━━ Data shown

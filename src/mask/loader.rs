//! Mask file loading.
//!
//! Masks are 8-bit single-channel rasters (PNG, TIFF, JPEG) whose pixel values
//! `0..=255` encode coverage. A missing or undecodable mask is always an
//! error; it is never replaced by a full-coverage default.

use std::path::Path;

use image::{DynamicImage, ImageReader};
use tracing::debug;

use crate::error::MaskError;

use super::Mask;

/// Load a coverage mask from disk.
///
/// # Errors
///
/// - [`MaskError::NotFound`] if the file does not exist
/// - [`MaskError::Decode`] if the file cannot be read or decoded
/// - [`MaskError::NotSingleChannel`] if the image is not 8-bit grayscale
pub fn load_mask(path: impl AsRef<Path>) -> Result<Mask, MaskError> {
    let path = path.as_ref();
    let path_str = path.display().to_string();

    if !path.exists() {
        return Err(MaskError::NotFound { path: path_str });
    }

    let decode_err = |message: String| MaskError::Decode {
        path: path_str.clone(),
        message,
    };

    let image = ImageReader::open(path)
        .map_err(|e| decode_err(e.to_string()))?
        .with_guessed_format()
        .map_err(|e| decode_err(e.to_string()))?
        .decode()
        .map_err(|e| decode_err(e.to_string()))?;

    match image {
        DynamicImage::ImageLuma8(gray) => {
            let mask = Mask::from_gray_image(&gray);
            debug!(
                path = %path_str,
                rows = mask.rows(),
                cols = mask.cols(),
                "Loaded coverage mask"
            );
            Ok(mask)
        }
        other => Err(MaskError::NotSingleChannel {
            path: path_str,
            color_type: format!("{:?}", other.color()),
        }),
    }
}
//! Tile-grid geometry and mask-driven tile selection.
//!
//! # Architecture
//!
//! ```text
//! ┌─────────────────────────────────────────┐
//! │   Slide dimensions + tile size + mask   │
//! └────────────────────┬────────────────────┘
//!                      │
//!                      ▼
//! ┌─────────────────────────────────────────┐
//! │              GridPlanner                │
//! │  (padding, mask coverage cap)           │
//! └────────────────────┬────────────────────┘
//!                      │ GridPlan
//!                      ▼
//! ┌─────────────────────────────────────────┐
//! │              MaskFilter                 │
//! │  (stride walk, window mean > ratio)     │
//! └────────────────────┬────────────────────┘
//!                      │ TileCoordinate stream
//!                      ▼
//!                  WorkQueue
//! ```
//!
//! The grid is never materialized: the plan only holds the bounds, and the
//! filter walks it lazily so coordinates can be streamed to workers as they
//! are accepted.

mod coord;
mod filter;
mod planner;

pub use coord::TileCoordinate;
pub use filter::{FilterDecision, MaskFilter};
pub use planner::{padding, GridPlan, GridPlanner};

━━━━
━━ Data shown

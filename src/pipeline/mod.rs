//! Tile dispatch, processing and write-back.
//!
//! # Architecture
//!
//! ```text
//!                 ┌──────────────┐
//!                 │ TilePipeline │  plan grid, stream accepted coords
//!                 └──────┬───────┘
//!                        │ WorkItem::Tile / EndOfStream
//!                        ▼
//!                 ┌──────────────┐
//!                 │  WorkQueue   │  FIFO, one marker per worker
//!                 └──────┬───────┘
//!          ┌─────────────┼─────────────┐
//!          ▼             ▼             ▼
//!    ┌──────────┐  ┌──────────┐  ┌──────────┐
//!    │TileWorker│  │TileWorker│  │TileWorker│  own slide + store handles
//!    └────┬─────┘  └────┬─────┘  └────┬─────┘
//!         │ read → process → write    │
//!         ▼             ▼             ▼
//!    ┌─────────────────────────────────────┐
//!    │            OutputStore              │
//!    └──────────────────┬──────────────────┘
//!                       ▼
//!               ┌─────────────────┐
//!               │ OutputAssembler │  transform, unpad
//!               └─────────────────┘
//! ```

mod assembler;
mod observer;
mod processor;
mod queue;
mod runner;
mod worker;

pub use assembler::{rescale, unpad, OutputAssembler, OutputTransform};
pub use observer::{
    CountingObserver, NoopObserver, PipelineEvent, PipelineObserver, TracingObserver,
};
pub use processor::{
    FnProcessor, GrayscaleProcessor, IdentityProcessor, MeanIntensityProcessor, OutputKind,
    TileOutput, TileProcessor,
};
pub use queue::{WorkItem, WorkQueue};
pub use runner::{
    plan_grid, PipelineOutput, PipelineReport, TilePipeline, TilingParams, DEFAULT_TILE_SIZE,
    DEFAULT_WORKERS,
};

━━━━
━━ Data shown

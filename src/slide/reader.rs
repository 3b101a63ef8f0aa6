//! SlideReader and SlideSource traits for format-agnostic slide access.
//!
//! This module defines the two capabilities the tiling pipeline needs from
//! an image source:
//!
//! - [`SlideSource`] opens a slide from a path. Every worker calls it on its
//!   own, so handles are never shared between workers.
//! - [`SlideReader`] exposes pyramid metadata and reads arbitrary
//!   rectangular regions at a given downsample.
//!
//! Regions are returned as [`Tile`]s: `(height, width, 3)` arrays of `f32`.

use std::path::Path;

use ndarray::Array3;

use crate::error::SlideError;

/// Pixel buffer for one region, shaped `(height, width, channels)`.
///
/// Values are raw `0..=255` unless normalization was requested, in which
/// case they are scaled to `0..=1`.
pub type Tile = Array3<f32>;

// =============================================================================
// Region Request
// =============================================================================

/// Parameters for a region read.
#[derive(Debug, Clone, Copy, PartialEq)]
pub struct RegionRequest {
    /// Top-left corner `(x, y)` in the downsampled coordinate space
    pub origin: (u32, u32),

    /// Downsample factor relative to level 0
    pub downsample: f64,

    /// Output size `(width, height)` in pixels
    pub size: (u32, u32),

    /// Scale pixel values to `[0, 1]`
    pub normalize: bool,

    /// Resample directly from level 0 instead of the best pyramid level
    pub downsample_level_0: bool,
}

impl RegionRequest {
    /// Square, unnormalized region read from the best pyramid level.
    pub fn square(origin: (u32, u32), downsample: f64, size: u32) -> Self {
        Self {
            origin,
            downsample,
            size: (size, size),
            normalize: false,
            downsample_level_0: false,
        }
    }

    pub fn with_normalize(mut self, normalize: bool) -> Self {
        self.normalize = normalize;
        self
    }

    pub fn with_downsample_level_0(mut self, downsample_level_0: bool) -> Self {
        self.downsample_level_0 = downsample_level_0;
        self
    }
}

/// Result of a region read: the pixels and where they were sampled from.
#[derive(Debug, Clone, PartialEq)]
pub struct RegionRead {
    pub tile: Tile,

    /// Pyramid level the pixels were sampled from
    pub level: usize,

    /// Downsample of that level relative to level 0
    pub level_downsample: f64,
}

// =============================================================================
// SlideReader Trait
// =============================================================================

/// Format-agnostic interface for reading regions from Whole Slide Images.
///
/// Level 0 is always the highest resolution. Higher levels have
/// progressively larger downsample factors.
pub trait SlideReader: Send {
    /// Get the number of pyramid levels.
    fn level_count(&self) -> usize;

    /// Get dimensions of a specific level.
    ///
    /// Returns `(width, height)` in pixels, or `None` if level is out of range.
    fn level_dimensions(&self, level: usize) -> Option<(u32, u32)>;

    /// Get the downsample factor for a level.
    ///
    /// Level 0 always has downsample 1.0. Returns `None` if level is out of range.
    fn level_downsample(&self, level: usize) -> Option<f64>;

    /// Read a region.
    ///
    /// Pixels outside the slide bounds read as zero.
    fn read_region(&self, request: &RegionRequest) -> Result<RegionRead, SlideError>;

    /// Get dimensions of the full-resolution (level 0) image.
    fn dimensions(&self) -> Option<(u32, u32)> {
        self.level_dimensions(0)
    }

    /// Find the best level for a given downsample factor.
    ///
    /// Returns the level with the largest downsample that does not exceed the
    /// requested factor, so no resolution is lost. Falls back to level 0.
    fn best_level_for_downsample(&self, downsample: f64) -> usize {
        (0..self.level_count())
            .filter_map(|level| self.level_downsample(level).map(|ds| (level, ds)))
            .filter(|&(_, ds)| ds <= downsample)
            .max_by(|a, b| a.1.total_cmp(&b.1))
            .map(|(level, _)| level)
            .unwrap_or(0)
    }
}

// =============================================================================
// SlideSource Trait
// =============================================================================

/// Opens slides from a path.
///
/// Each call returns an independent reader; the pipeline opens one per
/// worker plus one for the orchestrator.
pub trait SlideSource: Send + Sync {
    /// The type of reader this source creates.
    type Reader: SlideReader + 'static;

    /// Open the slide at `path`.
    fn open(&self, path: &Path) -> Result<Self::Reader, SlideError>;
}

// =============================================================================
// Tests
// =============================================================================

━━━━

* _Problem to work on_
State the number of lines in the records that include the string "message", without any other words.

* _Task answer_
2